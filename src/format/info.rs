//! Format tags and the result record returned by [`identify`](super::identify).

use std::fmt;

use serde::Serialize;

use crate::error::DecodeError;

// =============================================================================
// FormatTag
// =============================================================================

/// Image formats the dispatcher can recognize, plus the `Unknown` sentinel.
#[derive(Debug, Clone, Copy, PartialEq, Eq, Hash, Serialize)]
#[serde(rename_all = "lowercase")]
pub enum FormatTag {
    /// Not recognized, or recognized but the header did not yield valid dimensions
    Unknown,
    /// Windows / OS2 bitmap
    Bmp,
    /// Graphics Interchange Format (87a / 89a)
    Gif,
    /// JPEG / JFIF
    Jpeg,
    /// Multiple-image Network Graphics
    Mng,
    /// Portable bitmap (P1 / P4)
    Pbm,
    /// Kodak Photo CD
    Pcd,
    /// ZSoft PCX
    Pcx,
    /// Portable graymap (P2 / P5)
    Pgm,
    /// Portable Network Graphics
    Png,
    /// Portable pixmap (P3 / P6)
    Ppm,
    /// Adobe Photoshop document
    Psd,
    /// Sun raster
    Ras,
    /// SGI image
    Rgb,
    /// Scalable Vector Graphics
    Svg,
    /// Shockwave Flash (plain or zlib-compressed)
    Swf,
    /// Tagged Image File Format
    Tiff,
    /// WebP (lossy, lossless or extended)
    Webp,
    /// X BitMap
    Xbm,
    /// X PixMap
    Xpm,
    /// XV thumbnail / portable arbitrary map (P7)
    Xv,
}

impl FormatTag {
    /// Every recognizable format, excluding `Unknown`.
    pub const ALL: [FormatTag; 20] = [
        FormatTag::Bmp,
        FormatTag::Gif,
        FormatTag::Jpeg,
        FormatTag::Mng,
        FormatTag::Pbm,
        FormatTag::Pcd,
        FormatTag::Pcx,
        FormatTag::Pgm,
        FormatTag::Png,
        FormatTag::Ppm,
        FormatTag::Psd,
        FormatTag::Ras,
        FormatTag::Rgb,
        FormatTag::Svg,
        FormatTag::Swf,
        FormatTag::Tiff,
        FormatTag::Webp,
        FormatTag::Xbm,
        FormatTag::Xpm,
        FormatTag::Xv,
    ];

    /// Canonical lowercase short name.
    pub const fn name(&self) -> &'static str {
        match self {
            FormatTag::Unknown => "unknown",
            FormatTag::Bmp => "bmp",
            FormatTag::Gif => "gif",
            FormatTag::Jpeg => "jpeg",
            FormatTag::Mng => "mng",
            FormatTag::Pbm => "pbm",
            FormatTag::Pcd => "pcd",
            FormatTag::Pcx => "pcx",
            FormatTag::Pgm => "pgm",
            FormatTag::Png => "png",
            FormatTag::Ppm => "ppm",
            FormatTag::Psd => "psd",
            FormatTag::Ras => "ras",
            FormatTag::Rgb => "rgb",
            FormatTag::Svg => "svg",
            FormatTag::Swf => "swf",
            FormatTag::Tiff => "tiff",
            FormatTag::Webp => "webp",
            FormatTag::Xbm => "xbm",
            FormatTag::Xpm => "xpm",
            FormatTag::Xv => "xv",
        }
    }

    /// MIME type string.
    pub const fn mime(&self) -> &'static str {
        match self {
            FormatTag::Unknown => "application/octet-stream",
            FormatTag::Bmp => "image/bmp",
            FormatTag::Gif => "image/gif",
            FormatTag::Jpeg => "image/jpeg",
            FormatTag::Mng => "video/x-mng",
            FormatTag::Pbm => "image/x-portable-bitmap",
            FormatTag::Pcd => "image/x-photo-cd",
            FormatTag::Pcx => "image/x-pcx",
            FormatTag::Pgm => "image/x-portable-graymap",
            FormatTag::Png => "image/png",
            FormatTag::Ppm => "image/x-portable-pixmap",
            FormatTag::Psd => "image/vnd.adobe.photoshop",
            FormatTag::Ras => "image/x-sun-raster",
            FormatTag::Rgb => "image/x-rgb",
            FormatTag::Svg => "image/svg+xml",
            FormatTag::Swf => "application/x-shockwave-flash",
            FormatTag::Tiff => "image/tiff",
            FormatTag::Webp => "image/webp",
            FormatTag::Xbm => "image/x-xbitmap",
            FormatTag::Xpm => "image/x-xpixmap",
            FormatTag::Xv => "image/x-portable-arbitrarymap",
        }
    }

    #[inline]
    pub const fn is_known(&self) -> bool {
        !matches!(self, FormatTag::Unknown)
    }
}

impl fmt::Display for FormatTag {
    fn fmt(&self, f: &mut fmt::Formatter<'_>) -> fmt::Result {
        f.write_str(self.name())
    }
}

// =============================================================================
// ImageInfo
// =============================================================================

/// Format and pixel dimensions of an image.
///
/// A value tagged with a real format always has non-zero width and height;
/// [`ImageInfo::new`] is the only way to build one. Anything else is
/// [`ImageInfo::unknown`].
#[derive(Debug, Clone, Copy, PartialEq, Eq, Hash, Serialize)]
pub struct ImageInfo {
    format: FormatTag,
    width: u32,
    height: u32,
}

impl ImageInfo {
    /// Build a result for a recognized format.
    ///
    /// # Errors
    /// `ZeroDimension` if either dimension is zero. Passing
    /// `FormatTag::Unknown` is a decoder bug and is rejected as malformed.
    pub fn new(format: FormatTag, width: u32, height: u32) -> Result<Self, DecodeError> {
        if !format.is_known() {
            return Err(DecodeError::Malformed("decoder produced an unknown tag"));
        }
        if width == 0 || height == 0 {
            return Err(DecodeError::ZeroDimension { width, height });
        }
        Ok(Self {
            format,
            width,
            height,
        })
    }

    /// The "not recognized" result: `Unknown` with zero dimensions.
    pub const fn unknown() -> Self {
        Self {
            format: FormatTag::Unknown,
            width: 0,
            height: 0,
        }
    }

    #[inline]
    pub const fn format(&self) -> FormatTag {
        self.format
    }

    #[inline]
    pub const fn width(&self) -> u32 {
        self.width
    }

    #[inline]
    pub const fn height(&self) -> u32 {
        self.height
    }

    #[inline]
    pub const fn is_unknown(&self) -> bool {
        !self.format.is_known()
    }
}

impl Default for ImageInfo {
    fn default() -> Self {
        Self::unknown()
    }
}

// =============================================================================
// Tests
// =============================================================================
+++++
Copy each line of the listing that holds the word "recognized".

    /// Not recognized, or recognized but the header did not yield valid dimensions
    /// Build a result for a recognized format.
    /// The "not recognized" result: `Unknown` with zero dimensions.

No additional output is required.